Acá lo prohibido no era ir a meterse en lo oscuro. Eso más bien era lo divertido: pasar por las calles de piedra sin luz y salir corriendo del miedo de cualquier leyenda sin nombre, tan solo el susto de la posibilidad; subirse al palo de mango y quedarse atrapada, cagada del susto, viendo cómo bajar; salir corriendo jugando escondido y chocar contra un poste por lo inadaptada espacial que una es... Capaz lo prohibido era pensar que una o mi barrio tenía valor real. Y es que decir esto suena feo, y sin filtro y contexto se puede perder lo que digo.

Pero algo sí les digo: vivir en una realidad donde la curiosidad no visita las mentes de las personas deriva en un lugar que refleja la falta de imaginación y acción.

En un país donde la identidad de quienes somos no se ha terminado, o, me atrevo a decir, ni siquiera seriamente iniciado a definir, tal vez empezar por despertar la curiosidad hacia nuestro lugar pueda ser el punto de partida. ¿Será que la curiosidad, desde el amor, nos conduce a una acción empática hacia mi entorno, hacia el otro, hacia mí?

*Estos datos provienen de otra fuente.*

#[cfg(test)]
mod tests {
    use bytes::BytesMut;
    use tokio::runtime::Builder;
    use crate::clock::SystemNanoClock;
    use crate::config::ReceiverConfig;
    use crate::congestion_control;
    use crate::counters::{CountersManager, RECEIVER_HWM_TYPE_ID, RECEIVER_POS_TYPE_ID};
    use crate::endpoint::UdpReceiveChannelEndpoint;
    use crate::frame::{DataFlags, StatusMessage, RTTM_REPLY_FLAG};
    use crate::publication_image::{ImageParams, PublicationImage};
    use crate::test_util::{data_frame, heartbeat_frame, padding_frame};
    use super::*;

    struct Fixture {
        counters_manager: CountersManager,
        system_counters: SystemCounters,
        dispatcher: DataPacketDispatcher,
    }

    impl Fixture {
        fn new() -> Fixture {
            let counters_manager = CountersManager::new(100);
            let system_counters = SystemCounters::new(&counters_manager).unwrap();
            let dispatcher = DataPacketDispatcher::new(&system_counters);
            Fixture { counters_manager, system_counters, dispatcher }
        }

        fn image(&self, correlation_id: i64, session_id: i32, control_address: SocketAddr) -> PublicationImage {
            let config = ReceiverConfig::default_config();
            PublicationImage::create(
                ImageParams {
                    correlation_id,
                    session_id,
                    stream_id: 2,
                    initial_term_id: 0,
                    active_term_id: 0,
                    initial_term_offset: 0,
                    term_buffer_length: 65536,
                    sender_mtu_length: 1408,
                    is_reliable: true,
                    control_address,
                    source_address: control_address,
                },
                &config,
                self.counters_manager.allocate(RECEIVER_HWM_TYPE_ID, "hwm").unwrap(),
                self.counters_manager.allocate(RECEIVER_POS_TYPE_ID, "rebuilt").unwrap(),
                congestion_control::create(&config, 65536, 1408),
                &self.system_counters,
                Arc::new(SystemNanoClock::new()),
            ).unwrap()
        }

        fn add_image(&mut self, correlation_id: i64, session_id: i32) -> Arc<ImageHotPath> {
            let image = self.image(correlation_id, session_id, source());
            let hot = image.hot().clone();
            self.dispatcher.on_command(ReceiverCommand::AddImage(hot.clone()));
            hot
        }

        fn invalid_packets(&self) -> i64 {
            self.system_counters.value(SystemCounterId::InvalidPackets)
        }
    }

    fn source() -> SocketAddr {
        "127.0.0.1:9001".parse().unwrap()
    }

    fn batch(frames: &[Vec<u8>]) -> Vec<u8> {
        let mut datagram = Vec::new();
        for frame in frames {
            datagram.extend_from_slice(frame);
            datagram.resize(align(datagram.len() as i32, FRAME_ALIGNMENT) as usize, 0);
        }
        datagram
    }

    #[test]
    fn test_single_frame() {
        let mut f = Fixture::new();
        let image = f.add_image(1, 1);

        let frame = data_frame(1, 2, 0, 0, 100, DataFlags::UNFRAGMENTED);
        assert_eq!(f.dispatcher.on_datagram(&frame, source()), 1);
        assert_eq!(image.hwm_position(), 128);
        assert_eq!(f.invalid_packets(), 0);
    }

    #[test]
    fn test_batched_frames() {
        let mut f = Fixture::new();
        let image = f.add_image(1, 1);

        let datagram = batch(&[
            data_frame(1, 2, 0, 0, 100, DataFlags::BEGIN),
            data_frame(1, 2, 0, 128, 64, DataFlags::END),
            heartbeat_frame(1, 2, 0, 192, DataFlags::empty()),
        ]);
        assert_eq!(f.dispatcher.on_datagram(&datagram, source()), 3);
        assert_eq!(image.hwm_position(), 192);
        assert_eq!(image.log().term_buffer(0).frame_length_volatile(128), 64);
        assert_eq!(f.invalid_packets(), 0);
    }

    #[test]
    fn test_padding_ends_datagram() {
        let mut f = Fixture::new();
        let image = f.add_image(1, 1);

        let datagram = batch(&[
            data_frame(1, 2, 0, 0, 64, DataFlags::UNFRAGMENTED),
            padding_frame(1, 2, 0, 64, 1024),
        ]);
        assert_eq!(f.dispatcher.on_datagram(&datagram, source()), 2);
        assert_eq!(image.hwm_position(), 64 + 1024);
    }

    #[test]
    fn test_routing_by_session() {
        let mut f = Fixture::new();
        let image_1 = f.add_image(1, 1);
        let image_2 = f.add_image(2, 5);

        f.dispatcher.on_datagram(&data_frame(5, 2, 0, 0, 64, DataFlags::UNFRAGMENTED), source());
        assert_eq!(image_1.hwm_position(), 0);
        assert_eq!(image_2.hwm_position(), 64);

        // no image, no error
        assert_eq!(f.dispatcher.on_data_frame(&data_frame(9, 2, 0, 0, 64, DataFlags::UNFRAGMENTED)), None);
        assert_eq!(f.invalid_packets(), 0);
    }

    #[test]
    fn test_remove_image() {
        let mut f = Fixture::new();
        f.add_image(1, 1);
        assert_eq!(f.dispatcher.num_images(), 1);

        // a stale removal for an image that was replaced in the meantime
        f.dispatcher.on_command(ReceiverCommand::RemoveImage { session_id: 1, stream_id: 2, correlation_id: 99 });
        assert_eq!(f.dispatcher.num_images(), 1);

        f.dispatcher.on_command(ReceiverCommand::RemoveImage { session_id: 1, stream_id: 2, correlation_id: 1 });
        assert_eq!(f.dispatcher.num_images(), 0);
        assert!(f.dispatcher.image(1, 2).is_none());
    }

    #[test]
    fn test_invalid_frames() {
        let mut f = Fixture::new();
        let image = f.add_image(1, 1);

        // truncated header
        f.dispatcher.on_datagram(&[1, 2, 3], source());
        assert_eq!(f.invalid_packets(), 1);

        // frame length beyond the datagram
        let mut frame = data_frame(1, 2, 0, 0, 64, DataFlags::UNFRAGMENTED);
        frame.truncate(48);
        assert_eq!(f.dispatcher.on_datagram(&frame, source()), 0);
        assert_eq!(f.invalid_packets(), 2);

        // unknown frame type
        let mut frame = data_frame(1, 2, 0, 0, 64, DataFlags::UNFRAGMENTED);
        frame[6] = 99;
        f.dispatcher.on_datagram(&frame, source());
        assert_eq!(f.invalid_packets(), 3);

        // unsupported version
        let mut frame = data_frame(1, 2, 0, 0, 64, DataFlags::UNFRAGMENTED);
        frame[4] = 7;
        f.dispatcher.on_datagram(&frame, source());
        assert_eq!(f.invalid_packets(), 4);

        // rejected by the image
        let frame = data_frame(1, 2, 0, 16, 64, DataFlags::UNFRAGMENTED);
        assert_eq!(f.dispatcher.on_data_frame(&frame), Some(InsertOutcome::Malformed));
        assert_eq!(f.invalid_packets(), 5);

        assert_eq!(image.hwm_position(), 0);
    }

    #[test]
    fn test_rttm_reply() {
        let mut f = Fixture::new();
        f.add_image(1, 1);

        let mut buf = BytesMut::new();
        RttmHeader {
            flags: RTTM_REPLY_FLAG,
            session_id: 1,
            stream_id: 2,
            echo_timestamp_ns: 0,
            reception_delta_ns: 0,
            receiver_id: 0,
        }.ser(&mut buf);

        assert_eq!(f.dispatcher.on_datagram(&buf, source()), 1);
        assert!(matches!(f.dispatcher.on_rttm_frame(&buf, source()), Some(RttmOutcome::Accepted { .. })));

        assert!(f.dispatcher.on_rttm_frame(&buf[..20], source()).is_none());
        assert_eq!(f.invalid_packets(), 1);
    }

    #[test]
    fn test_receive_loop() {
        let rt = Builder::new_current_thread().enable_all().build().unwrap();
        rt.block_on(async {
            let sender = UdpSocket::bind("127.0.0.1:0").await.unwrap();
            let receiver = Arc::new(UdpSocket::bind("127.0.0.1:0").await.unwrap());

            let f = Fixture::new();
            let image = f.image(1, 1, sender.local_addr().unwrap());
            let hot = image.hot().clone();

            let (command_sender, command_receiver) = mpsc::unbounded_channel();
            let (shutdown_sender, shutdown_receiver) = oneshot::channel();
            command_sender.send(ReceiverCommand::AddImage(hot.clone())).unwrap();

            let receive_loop = tokio::spawn(run_receiver(
                receiver.clone(),
                DataPacketDispatcher::new(&f.system_counters),
                Arc::new(UdpReceiveChannelEndpoint::new(receiver.clone())),
                command_receiver,
                Arc::new(SystemNanoClock::new()),
                Duration::from_millis(1),
                shutdown_receiver,
            ));

            // the initial status message announces the window
            let mut buf = [0u8; 256];
            let (len, _) = time::timeout(Duration::from_secs(5), sender.recv_from(&mut buf)).await.unwrap().unwrap();
            let status_message = StatusMessage::deser(&mut &buf[..len]).unwrap();
            assert_eq!(status_message.consumption_term_offset, 0);
            assert_eq!(status_message.receiver_window, 32768);

            let receiver_addr = receiver.local_addr().unwrap();
            sender.send_to(&data_frame(1, 2, 0, 0, 512, DataFlags::UNFRAGMENTED), receiver_addr).await.unwrap();

            time::timeout(Duration::from_secs(5), async {
                while hot.hwm_position() < 512 {
                    time::sleep(Duration::from_millis(1)).await;
                }
            }).await.unwrap();

            shutdown_sender.send(()).unwrap();
            receive_loop.await.unwrap().unwrap();
        });
    }
}
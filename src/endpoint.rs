use std::fmt::{Debug, Formatter};
use std::net::SocketAddr;
use std::sync::Arc;
use async_trait::async_trait;
use bytes::BytesMut;
#[cfg(test)] use mockall::automock;
use tokio::net::UdpSocket;
use tracing::trace;
use crate::frame::{Nak, RttmHeader, StatusMessage};

/// The channel endpoint an image's control frames go out through: status messages, NAKs and
///  RTT measurement requests to the sender's control address.
#[cfg_attr(test, automock)]
#[async_trait]
pub trait ReceiveChannelEndpoint: Send + Sync + 'static {
    async fn send_status_message(&self, to: SocketAddr, status_message: &StatusMessage) -> anyhow::Result<()>;
    async fn send_nak(&self, to: SocketAddr, nak: &Nak) -> anyhow::Result<()>;
    async fn send_rttm(&self, to: SocketAddr, rttm: &RttmHeader) -> anyhow::Result<()>;
}

pub struct UdpReceiveChannelEndpoint {
    socket: Arc<UdpSocket>,
}

impl Debug for UdpReceiveChannelEndpoint {
    fn fmt(&self, f: &mut Formatter<'_>) -> std::fmt::Result {
        write!(f, "UdpReceiveChannelEndpoint{{{:?}}}", self.socket.local_addr().ok())
    }
}

impl UdpReceiveChannelEndpoint {
    pub fn new(socket: Arc<UdpSocket>) -> UdpReceiveChannelEndpoint {
        UdpReceiveChannelEndpoint {
            socket,
        }
    }

    async fn send_frame(&self, to: SocketAddr, buf: &[u8]) -> anyhow::Result<()> {
        trace!(?to, len = buf.len(), "sending control frame");
        self.socket.send_to(buf, to).await?;
        Ok(())
    }
}

#[async_trait]
impl ReceiveChannelEndpoint for UdpReceiveChannelEndpoint {
    async fn send_status_message(&self, to: SocketAddr, status_message: &StatusMessage) -> anyhow::Result<()> {
        let mut buf = BytesMut::new();
        status_message.ser(&mut buf);
        self.send_frame(to, &buf).await
    }

    async fn send_nak(&self, to: SocketAddr, nak: &Nak) -> anyhow::Result<()> {
        let mut buf = BytesMut::new();
        nak.ser(&mut buf);
        self.send_frame(to, &buf).await
    }

    async fn send_rttm(&self, to: SocketAddr, rttm: &RttmHeader) -> anyhow::Result<()> {
        let mut buf = BytesMut::new();
        rttm.ser(&mut buf);
        self.send_frame(to, &buf).await
    }
}
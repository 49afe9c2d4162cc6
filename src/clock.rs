use std::sync::atomic::{AtomicI64, Ordering};
use std::time::{Duration, Instant};
use crate::safe_converter::PrecheckedCast;

/// Monotonic time in nanoseconds since an arbitrary, clock specific epoch. All timestamps that
///  are compared with each other must come from the same clock.
pub trait NanoClock: Send + Sync + 'static {
    fn nano_time(&self) -> i64;
}

pub struct SystemNanoClock {
    epoch: Instant,
}

impl SystemNanoClock {
    pub fn new() -> SystemNanoClock {
        SystemNanoClock {
            epoch: Instant::now(),
        }
    }
}

impl Default for SystemNanoClock {
    fn default() -> Self {
        Self::new()
    }
}

impl NanoClock for SystemNanoClock {
    fn nano_time(&self) -> i64 {
        nanos(self.epoch.elapsed())
    }
}

/// A clock that only moves when it is advanced, for driving timeouts deterministically.
#[derive(Default)]
pub struct CachedNanoClock {
    now: AtomicI64,
}

impl CachedNanoClock {
    pub fn new(now: i64) -> CachedNanoClock {
        CachedNanoClock {
            now: AtomicI64::new(now),
        }
    }

    pub fn advance(&self, delta: Duration) {
        self.now.fetch_add(nanos(delta), Ordering::AcqRel);
    }
}

impl NanoClock for CachedNanoClock {
    fn nano_time(&self) -> i64 {
        self.now.load(Ordering::Acquire)
    }
}

/// durations are capped at ~292 years
pub fn nanos(duration: Duration) -> i64 {
    duration.as_nanos().min(i64::MAX as u128).prechecked_cast()
}
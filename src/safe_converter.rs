/// For narrowing casts where business logic ensures that the value is in the narrower type's range.
/// NB: The implementations will panic otherwise
pub trait PrecheckedCast<T> {
    fn prechecked_cast(self) -> T;
}
impl PrecheckedCast<i32> for usize {
    fn prechecked_cast(self) -> i32 {
        self.try_into().expect("this is a bug: application logic should have ensured the value range")
    }
}
impl PrecheckedCast<usize> for i32 {
    fn prechecked_cast(self) -> usize {
        self.try_into().expect("this is a bug: application logic should have ensured the value range")
    }
}
impl PrecheckedCast<i32> for i64 {
    fn prechecked_cast(self) -> i32 {
        self.try_into().expect("this is a bug: application logic should have ensured the value range")
    }
}
impl PrecheckedCast<usize> for i64 {
    fn prechecked_cast(self) -> usize {
        self.try_into().expect("this is a bug: application logic should have ensured the value range")
    }
}
impl PrecheckedCast<u32> for i64 {
    fn prechecked_cast(self) -> u32 {
        self.try_into().expect("this is a bug: application logic should have ensured the value range")
    }
}
impl PrecheckedCast<u32> for i32 {
    fn prechecked_cast(self) -> u32 {
        self.try_into().expect("this is a bug: application logic should have ensured the value range")
    }
}
impl PrecheckedCast<u32> for usize {
    fn prechecked_cast(self) -> u32 {
        self.try_into().expect("this is a bug: application logic should have ensured the value range")
    }
}
impl PrecheckedCast<i64> for u128 {
    fn prechecked_cast(self) -> i64 {
        self.try_into().expect("this is a bug: application logic should have ensured the value range")
    }
}
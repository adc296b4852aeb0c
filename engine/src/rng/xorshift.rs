//! xorshift64* random number generator
//!
//! The jitter source for every randomized block: generation gaps, service
//! delays and split counts all draw from it.
//!
//! # Algorithm
//!
//! xorshift64* is a variant of xorshift that passes TestU01's BigCrush
//! statistical tests. It uses 64-bit state and produces 64-bit output.
//!
//! # Determinism
//!
//! Same seed → same sequence. This is CRITICAL for replaying a run tick by
//! tick and for asserting exact block statistics in tests. Blocks that draw
//! jitter each own a private stream derived from the run seed and the block
//! name, so sequences do not depend on how the per-tick tasks interleave
//! across threads.

use serde::{Deserialize, Serialize};

/// Deterministic random number generator using xorshift64*
///
/// # Example
/// ```
/// use queueing_simulator_core_rs::RngManager;
///
/// let mut rng = RngManager::new(12345);
/// let value = rng.next();
/// let jitter = rng.range(-3, 3); // [-3, 3], both ends inclusive
/// ```
#[derive(Debug, Clone, Serialize, Deserialize)]
pub struct RngManager {
    /// Internal state (64-bit)
    state: u64,
}

impl RngManager {
    /// Create a new RNG with given seed
    ///
    /// # Arguments
    /// * `seed` - Initial seed value (u64)
    ///
    /// # Example
    /// ```
    /// use queueing_simulator_core_rs::RngManager;
    ///
    /// let rng = RngManager::new(12345);
    /// ```
    pub fn new(seed: u64) -> Self {
        // Ensure seed is never zero (xorshift requirement)
        let state = if seed == 0 { 1 } else { seed };
        Self { state }
    }

    /// Create a stream for a named block, derived from the run seed
    ///
    /// Mixes an FNV-1a hash of the name into the seed so every block gets
    /// an independent deterministic sequence.
    ///
    /// # Example
    /// ```
    /// use queueing_simulator_core_rs::RngManager;
    ///
    /// let mut a = RngManager::for_block(42, "Barber");
    /// let mut b = RngManager::for_block(42, "Barber");
    /// assert_eq!(a.next(), b.next());
    /// ```
    pub fn for_block(seed: u64, name: &str) -> Self {
        let mut hash: u64 = 0xcbf29ce484222325;
        for byte in name.as_bytes() {
            hash ^= u64::from(*byte);
            hash = hash.wrapping_mul(0x100000001b3);
        }
        Self::new(seed ^ hash)
    }

    /// Generate next random u64 value
    ///
    /// This advances the internal state and returns a random value.
    ///
    /// # Example
    /// ```
    /// use queueing_simulator_core_rs::RngManager;
    ///
    /// let mut rng = RngManager::new(12345);
    /// let value = rng.next();
    /// ```
    pub fn next(&mut self) -> u64 {
        // xorshift64* algorithm
        let mut x = self.state;
        x ^= x >> 12;
        x ^= x << 25;
        x ^= x >> 27;
        self.state = x;
        x.wrapping_mul(0x2545F4914F6CDD1D)
    }

    /// Generate random value in range [min, max], both ends inclusive
    ///
    /// Delay jitter is symmetric around a mean, so the bounds are closed:
    /// `range(-m, m)` can return both -m and m.
    ///
    /// # Arguments
    /// * `min` - Minimum value (inclusive)
    /// * `max` - Maximum value (inclusive)
    ///
    /// # Panics
    /// Panics if min > max
    ///
    /// # Example
    /// ```
    /// use queueing_simulator_core_rs::RngManager;
    ///
    /// let mut rng = RngManager::new(12345);
    /// let offset = rng.range(-2, 2);
    /// assert!(offset >= -2 && offset <= 2);
    /// ```
    pub fn range(&mut self, min: i64, max: i64) -> i64 {
        assert!(min <= max, "min must not exceed max");

        let value = self.next();
        let range_size = (max - min) as u64 + 1;
        min + (value % range_size) as i64
    }

    /// Get current RNG state (for replay)
    ///
    /// # Example
    /// ```
    /// use queueing_simulator_core_rs::RngManager;
    ///
    /// let rng = RngManager::new(12345);
    /// let state = rng.get_state();
    ///
    /// // Later, can recreate RNG from this state
    /// let rng2 = RngManager::new(state);
    /// ```
    pub fn get_state(&self) -> u64 {
        self.state
    }
}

¿Será que puede ser un derecho humano el permitirse querer saber más, que no solo sea una libertad, sino que el sistema activamente deba incentivar y estimular la curiosidad humana como un derecho universal?

Tal vez, al reivindicar la curiosidad como un derecho humano, podamos reescribir la narrativa de nuestros barrios y nuestra identidad como pueblo. La privación de la curiosidad puede entenderse como una forma de opresión intelectual y espiritual. Cuando se restringe la educación, la libertad de pensamiento o incluso la capacidad de imaginar alternativas, se perpetúan sistemas de control que impiden el desarrollo integral de las personas y las comunidades. Aunque la curiosidad no está explícitamente definida como un derecho universal en los marcos legales actuales, no deja de ser el motor que impulsa nuestra capacidad para cuestionar, aprender y cambiar.

Censurar la curiosidad o limitar el acceso al conocimiento es, en muchos sentidos, una violación al derecho humano fundamental de libertad. No es solo la capacidad de explorar lo desconocido lo que está en juego, sino nuestra posibilidad de ser plenamente humanos, de imaginar futuros distintos y mejores. La falta de curiosidad y su represión sistemática son un freno directo al buen vivir individual, colectivo y natural.